Family, food, culture, and identity blend in this lovely story about a woman reunites with her estranged family. I absolutely loved Shauna Robinson’s The Townsend Family Recipe for Disaster! I laughed, I tcried, and I fell for that messy Townsend family and the barbecue that may bring them back together!

What is The Townsend Family Recipe for Disaster about?

One estranged family. One lost recipe. One last barbecue on the line. Mae is about to learn what happens when things go south…

Mae Townsend has always dreamed of connecting with her estranged Black family in the South. She grew up picturing relatives who looked like her, crowded dinner tables, bustling kitchens. And, of course, the Townsend family barbecue, the tradition that kept her late father flying to North Carolina year after year, despite the mysterious rift that always required her to stay behind. 

But as Mae’s wedding draws closer, promising a future of always standing out among her white in-laws, suddenly not knowing the Townsends hits her like a blow. So when news arrives that her paternal grandmother has passed, she decides it’s time to head South. 

What she finds is a family in turmoil, a long-standing grudge intact, a lost mac & cheese recipe causing grief, and a family barbecue on the brink of disaster. Not willing to let her dreams of family slip away, Mae steps up to throw a barbecue everyone will remember.

For better or for worse.

What did I think?

Mae’s story made me think of the best parts of coming-of-age novels, where the main character becomes a whole person before our eyes. Only in this case, Mae is a grown adult who is ready to get married. I wouldn’t say Mae is immature at all, but she is missing a piece of her story—a big one. The book isn’t only about Mae’s journey to connect with her estranged family, but also how that family found their way back together.

Raised by interracial parents but estranged from her father’s southern, black family, Mae is missing something she can’t put into words. She pictures big, messy, boisterous family dinners and bustling kitchens. She pictures people who look like her and provide her a level of comfort she doesn’t quite have in the white, Californian community she was raised in.

Mae becomes more conscious of the microaggressions and racial incidents that she had grown accustomed to from her mother’s side of the family. She feels an incompleteness, particularly when it comes to her father’s family and her ties to the black community. Mae’s father used to travel back to North Carolina for a family barbecue—one he never let Mae tag along for. Mae is on the cusp of getting married to a white man named Connor, and it’s bringing up the gap she feels when she thinks about family. When her paternal grandmother passes away, Mae decides to finally go to meet her father’s family in North Carolina.

It turns out that popping into the funeral of the family who you’ve long been stranged from isn’t as smooth as you’d expect. The warmth and love that she pictured is in a state of turmoil, though. Some won’t let go of their grudges, some are holding secrets, and a long-lost macaroni and cheese recipe threatens to be the final straw tearing their family barbecue apart.

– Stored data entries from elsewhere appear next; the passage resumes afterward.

//! Shared test fixtures
//!
//! A scripted in-process origin standing in for the HTTP transport.

#![allow(dead_code)]

use std::collections::HashMap;
use std::sync::{Arc, Mutex};

use async_trait::async_trait;
use tokio::sync::watch;

use origin_cache::cache::{EvictionPolicy, MemoryBackend, StorageBackend, Store};
use origin_cache::error::{CacheError, Result};
use origin_cache::fetch::{OriginResponse, Transport};
use origin_cache::OriginCache;

pub const NAMESPACE: &str = "test_";

/// Origin answering from a table of scripted responses.
///
/// Unscripted endpoints answer `404 Not Found`. While held, every request
/// waits until the origin is released.
pub struct ScriptedOrigin {
    responses: Mutex<HashMap<String, Result<OriginResponse>>>,
    calls: Mutex<Vec<String>>,
    open: watch::Sender<bool>,
}

impl ScriptedOrigin {
    pub fn new() -> Arc<Self> {
        Arc::new(Self {
            responses: Mutex::new(HashMap::new()),
            calls: Mutex::new(Vec::new()),
            open: watch::Sender::new(true),
        })
    }

    /// Answers `endpoint` with a 200 carrying `body`.
    pub fn respond(&self, endpoint: &str, body: &str) {
        self.script(endpoint, Ok(OriginResponse::ok(body)));
    }

    /// Answers `endpoint` with an error status.
    pub fn fail_status(&self, endpoint: &str, status: u16, reason: &str) {
        self.script(endpoint, Ok(OriginResponse::with_status(status, reason)));
    }

    /// Makes `endpoint` unreachable.
    pub fn fail_network(&self, endpoint: &str) {
        self.script(
            endpoint,
            Err(CacheError::Network("connection refused".to_string())),
        );
    }

    fn script(&self, endpoint: &str, response: Result<OriginResponse>) {
        self.responses
            .lock()
            .unwrap()
            .insert(endpoint.to_string(), response);
    }

    /// Number of requests received for `endpoint`.
    pub fn calls(&self, endpoint: &str) -> usize {
        self.calls
            .lock()
            .unwrap()
            .iter()
            .filter(|e| e.as_str() == endpoint)
            .count()
    }

    /// Total number of requests received.
    pub fn total_calls(&self) -> usize {
        self.calls.lock().unwrap().len()
    }

    /// Makes requests wait until [`ScriptedOrigin::release`].
    pub fn hold(&self) {
        self.open.send_replace(false);
    }

    /// Lets held and future requests proceed.
    pub fn release(&self) {
        self.open.send_replace(true);
    }
}

#[async_trait]
impl Transport for ScriptedOrigin {
    async fn get(&self, endpoint: &str) -> Result<OriginResponse> {
        self.calls.lock().unwrap().push(endpoint.to_string());

        let mut open = self.open.subscribe();
        if open.wait_for(|open| *open).await.is_err() {
            return Err(CacheError::Network("origin shut down".to_string()));
        }

        let response = self.responses.lock().unwrap().get(endpoint).cloned();
        response.unwrap_or_else(|| Ok(OriginResponse::with_status(404, "Not Found")))
    }
}

/// Cache over `backend`, fetching from `origin`, with a five minute default TTL.
pub fn cache_over(backend: Box<dyn StorageBackend>, origin: &Arc<ScriptedOrigin>) -> Arc<OriginCache> {
    let store = Store::new(backend, NAMESPACE, EvictionPolicy::default());
    Arc::new(OriginCache::new(
        store,
        origin.clone(),
        std::time::Duration::from_secs(300),
    ))
}

/// In-memory cache fetching from `origin`.
pub fn memory_cache(origin: &Arc<ScriptedOrigin>) -> Arc<OriginCache> {
    cache_over(Box::new(MemoryBackend::new()), origin)
}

Mae won’t let her family slip away from her, and she sets out to plan the best 4th of July barbecue the Townsends have ever seen.

I enjoyed this book immensely, both the parts I could relate to from personal experience and the parts that I was learning about through Mae’s experience. The emphasis on food sounds cliched, but there is a reason food is central to many of the ways we connect as people. It is love, comfort, and part of how we gather together. Food is in some ways a great social connector—it can teach us about family, culture, tradition, and expressions of love.

A sense of community and a sense of belonging are core to Mae’s journey in the novel, and what she is most seeking when she goes to reconnect with her father’s family. There is also a theme around the importance of having a safe space, however we define that.

Heartfelt!

Thank you to Sourcebooks for my copy. Opinions are my own.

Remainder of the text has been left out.